Stored data:
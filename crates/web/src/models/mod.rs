//! Domain models for the dashboard.

pub mod customer;
pub mod product;

use serde::{Deserialize, Serialize};

use arif_motor_core::UserId;

pub use customer::{Customer, CustomerDraft};
pub use product::{Product, ProductDraft};

/// Session keys used across the application.
pub mod session_keys {
    /// The logged-in user, when the external auth layer has set one.
    pub const CURRENT_USER: &str = "current_user";
    /// One-shot success notice shown on the next listing render.
    pub const FLASH: &str = "flash";
}

/// The authenticated actor stored in the session by the auth layer.
///
/// CRUD screens never require this; it only supplies `owner_id` on
/// customer creation when present.
#[derive(Debug, Clone, Serialize, Deserialize)]
pub struct CurrentUser {
    pub id: UserId,
    pub name: String,
}
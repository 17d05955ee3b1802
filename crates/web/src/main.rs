//! Arif Motor dashboard - customers and products CRUD.
//!
//! This binary serves the shop dashboard on port 3000.
//!
//! # Architecture
//!
//! - Axum web framework
//! - Askama templates for server-side rendering
//! - `PostgreSQL` for customers, products, and sessions
//! - Uploaded product images stored on disk, served as static files

#![cfg_attr(not(test), forbid(unsafe_code))]

use axum::extract::State;
use axum::http::StatusCode;
use axum::{Router, routing::get};
use tower_http::services::ServeDir;
use tower_http::trace::{DefaultOnResponse, OnResponse, TraceLayer};
use tracing::Span;

use arif_motor_web::config::AppConfig;
use arif_motor_web::middleware::{create_session_layer, method_override};
use arif_motor_web::{db, routes};
use arif_motor_web::state::AppState;

use sentry::integrations::tracing as sentry_tracing;
use tracing_subscriber::{layer::SubscriberExt, util::SubscriberInitExt};

/// Initialize Sentry error tracking and return guard that must be kept alive.
fn init_sentry(config: &AppConfig) -> Option<sentry::ClientInitGuard> {
    let dsn = config.sentry_dsn.as_ref()?;

    let guard = sentry::init((
        dsn.as_str(),
        sentry::ClientOptions {
            release: sentry::release_name!(),
            environment: config
                .sentry_environment
                .clone()
                .map(std::borrow::Cow::Owned),
            sample_rate: config.sentry_sample_rate,
            attach_stacktrace: true,
            ..Default::default()
        },
    ));

    tracing::info!("Sentry initialized");
    Some(guard)
}

/// Filter tracing events to Sentry event types.
fn sentry_event_filter(metadata: &tracing::Metadata<'_>) -> sentry_tracing::EventFilter {
    match *metadata.level() {
        tracing::Level::ERROR | tracing::Level::WARN => sentry_tracing::EventFilter::Event,
        tracing::Level::INFO | tracing::Level::DEBUG => sentry_tracing::EventFilter::Breadcrumb,
        _ => sentry_tracing::EventFilter::Ignore,
    }
}

#[tokio::main]
async fn main() {
    // Load configuration from environment (needed for Sentry init)
    let config = AppConfig::from_env().expect("Failed to load configuration");

    // Initialize Sentry (must be done before tracing subscriber)
    let _sentry_guard = init_sentry(&config);

    // Initialize tracing with EnvFilter and Sentry integration
    // Defaults to info level for our crate if RUST_LOG is not set
    let env_filter = tracing_subscriber::EnvFilter::try_from_default_env()
        .unwrap_or_else(|_| "arif_motor_web=info,tower_http=debug".into());

    tracing_subscriber::registry()
        .with(env_filter)
        .with(tracing_subscriber::fmt::layer())
        .with(sentry_tracing::layer().event_filter(sentry_event_filter))
        .init();

    // Initialize database connection pool
    let pool = db::create_pool(&config.database_url)
        .await
        .expect("Failed to create database pool");
    tracing::info!("Database pool created");

    // NOTE: Migrations are NOT run automatically on startup.
    // Run them explicitly via: cargo run -p arif-motor-cli -- migrate

    // Create session layer (PostgreSQL-backed)
    let session_layer = create_session_layer(&pool, &config);

    // Build application state (creates the image directory if needed)
    let state = AppState::new(config.clone(), pool.clone())
        .expect("Failed to create application state");

    // Build router
    let app = Router::new()
        .route("/health", get(health))
        .route("/health/ready", get(readiness))
        .merge(routes::routes())
        .nest_service("/images", ServeDir::new(state.images().root()))
        .layer(axum::middleware::from_fn(method_override))
        .layer(session_layer)
        .layer(
            TraceLayer::new_for_http()
                .make_span_with(|request: &axum::http::Request<_>| {
                    tracing::info_span!(
                        "http_request",
                        method = %request.method(),
                        uri = %request.uri(),
                        status = tracing::field::Empty,
                        latency_ms = tracing::field::Empty,
                    )
                })
                .on_response(
                    |response: &axum::http::Response<_>,
                     latency: std::time::Duration,
                     span: &Span| {
                        span.record("status", response.status().as_u16());
                        span.record("latency_ms", latency.as_millis() as u64);
                        DefaultOnResponse::default().on_response(response, latency, span);
                    },
                ),
        )
        .with_state(state)
        // Sentry layers (outermost for full request coverage)
        .layer(sentry_tower::NewSentryLayer::new_from_top())
        .layer(sentry_tower::SentryHttpLayer::new().enable_transaction());

    // Start server
    let addr = config.socket_addr();
    tracing::info!("dashboard listening on http://{}", addr);

    let listener = tokio::net::TcpListener::bind(addr)
        .await
        .expect("Failed to bind to address");

    axum::serve(listener, app)
        .with_graceful_shutdown(shutdown_signal())
        .await
        .expect("Server error");
}

/// Liveness health check endpoint.
///
/// Returns "ok" if the server is running. Does not check dependencies.
async fn health() -> &'static str {
    "ok"
}

/// Readiness health check endpoint.
///
/// Verifies database connectivity before returning OK.
/// Returns 503 Service Unavailable if the database is not reachable.
async fn readiness(State(state): State<AppState>) -> StatusCode {
    match sqlx::query("SELECT 1").fetch_one(state.pool()).await {
        Ok(_) => StatusCode::OK,
        Err(_) => StatusCode::SERVICE_UNAVAILABLE,
    }
}

/// Wait for shutdown signal (Ctrl+C or SIGTERM).
async fn shutdown_signal() {
    let ctrl_c = async {
        tokio::signal::ctrl_c()
            .await
            .expect("Failed to install Ctrl+C handler");
    };

    #[cfg(unix)]
    let terminate = async {
        tokio::signal::unix::signal(tokio::signal::unix::SignalKind::terminate())
            .expect("Failed to install signal handler")
            .recv()
            .await;
    };

    #[cfg(not(unix))]
    let terminate = std::future::pending::<()>();

    tokio::select! {
        () = ctrl_c => {},
        () = terminate => {},
    }

    tracing::info!("Shutdown signal received, starting graceful shutdown");
}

EXERCISE INSTRUCTIONS:
Up to and including the line that contains "CRUD screens never", restate word for word every line of the entries, starting from the first.

SOLUTION:
filename crates/web/src/models/mod.rs
//! Domain models for the dashboard.

pub mod customer;
pub mod product;

use serde::{Deserialize, Serialize};

use arif_motor_core::UserId;

pub use customer::{Customer, CustomerDraft};
pub use product::{Product, ProductDraft};

/// Session keys used across the application.
pub mod session_keys {
    /// The logged-in user, when the external auth layer has set one.
    pub const CURRENT_USER: &str = "current_user";
    /// One-shot success notice shown on the next listing render.
    pub const FLASH: &str = "flash";
}

/// The authenticated actor stored in the session by the auth layer.
///
/// CRUD screens never require this; it only supplies `owner_id` on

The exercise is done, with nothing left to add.